O terror provocado pelo Hamas, nesse 7 de Outubro, correspondeu a uma orgia ímpar de crueldade, de horror e de humilhação para que é difícil encontrar paralelo, levando muitas das vítimas inocentes ao extremo da aterrorização antes de as abaterem, após tortura, ou queimarem vivas. É inimaginável o que viveram aqueles jovens, surpreendidos num festival de música: caçados como lebres, saltaram da diversão para a morte, passando pelo terror impiedoso. Podíamos ter sido nós – ou, pior, os nossos filhos ou filhas, as nossas netas ou netos. Não havia guerra nenhuma. Foi uma coisa que passou pela cabeça do Hamas.
Os relatos detalhados (e imagens colhidas pelos atacantes do Hamas!) continuam disponíveis para que ninguém possa dizer que não se sabe. Alguns relatos, sobretudo os que envolvem o massacre de crianças e bebés ou o abuso e a violação de mulheres, revolvem-nos as entranhas.
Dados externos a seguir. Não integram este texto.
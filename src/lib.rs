//! # Manifest Exception Web
//!
//! 运单异常 PDF 上传服务：接收上传的运单 PDF，调用外部处理器，
//! 把处理器的输出整理成统一的结果结构返回。
//!
//! ## 架构设计
//!
//! 本系统采用严格的四层架构：
//!
//! ### ① 基础设施层（Infrastructure）
//! - `infrastructure/` - 持有稀缺资源（子进程、临时文件），只暴露能力
//! - `ProcessorInvoker` - 带超时地运行外部处理器
//! - `ScopedUpload` - 随 drop 删除的临时上传文件
//!
//! ### ② 业务能力层（Services）
//! - `services/` - 描述"我能做什么"，不关心 HTTP
//! - `output_parser` - 从处理器输出恢复数据（标记 JSON → 末尾 JSON 行 → 文本扫描）
//! - `normalizer` - 映射为唯一的 `CanonicalResult`
//! - `demo_generator` - 可注入种子的演示数据
//! - `upload_guard` - 上传校验与文件名清洗
//!
//! ### ③ 流程层（Workflow）
//! - `workflow/` - 定义"一次上传"的完整处理流程
//! - `ManifestFlow` - invoke → recover → normalize，失败时演示数据兜底
//!
//! ### ④ 编排层（Orchestration）
//! - `orchestrator/server` - axum 路由、应用生命周期
//!
//! ## 模块结构

pub mod config;
pub mod error;
pub mod infrastructure;

pub mod models;
pub mod orchestrator;
pub mod services;
pub mod utils;
pub mod workflow;

// 重新导出常用类型
pub use config::Config;
pub use error::{AppError, AppResult, UploadError};
pub use infrastructure::{InvokeError, ProcessOutcome, ProcessorInvoker, ScopedUpload};
pub use models::{CanonicalResult, ProcessMode, Provenance};
pub use orchestrator::{router, App, AppState};
pub use services::DemoGenerator;
pub use workflow::ManifestFlow;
Mas é preciso que as entranhas se nos revolvam para sentirmos um pouco (um pequeno pedaço apenas) da loucura furiosa e sangrenta que ali passou. O Hamas não tem justificação, nem atenuante. Pudemos ver, no Qatar, a alta direcção política do Hamas, receber, no final deste dia 7, no seu luxuoso escritório num dos arranha-céus de Doha, uma equipa de televisão que vinha colher a sua reacção. Ismail Haniyeh (então, ainda vivo) estava radiante com o ataque terrorista e seus resultados. Os cerca de seis dirigentes do Hamas ajoelharam-se e pondo-se de rojo rezaram. A quem terão rezado? E que diriam as orações? Não, o Hamas não tem justificação, nem atenuante.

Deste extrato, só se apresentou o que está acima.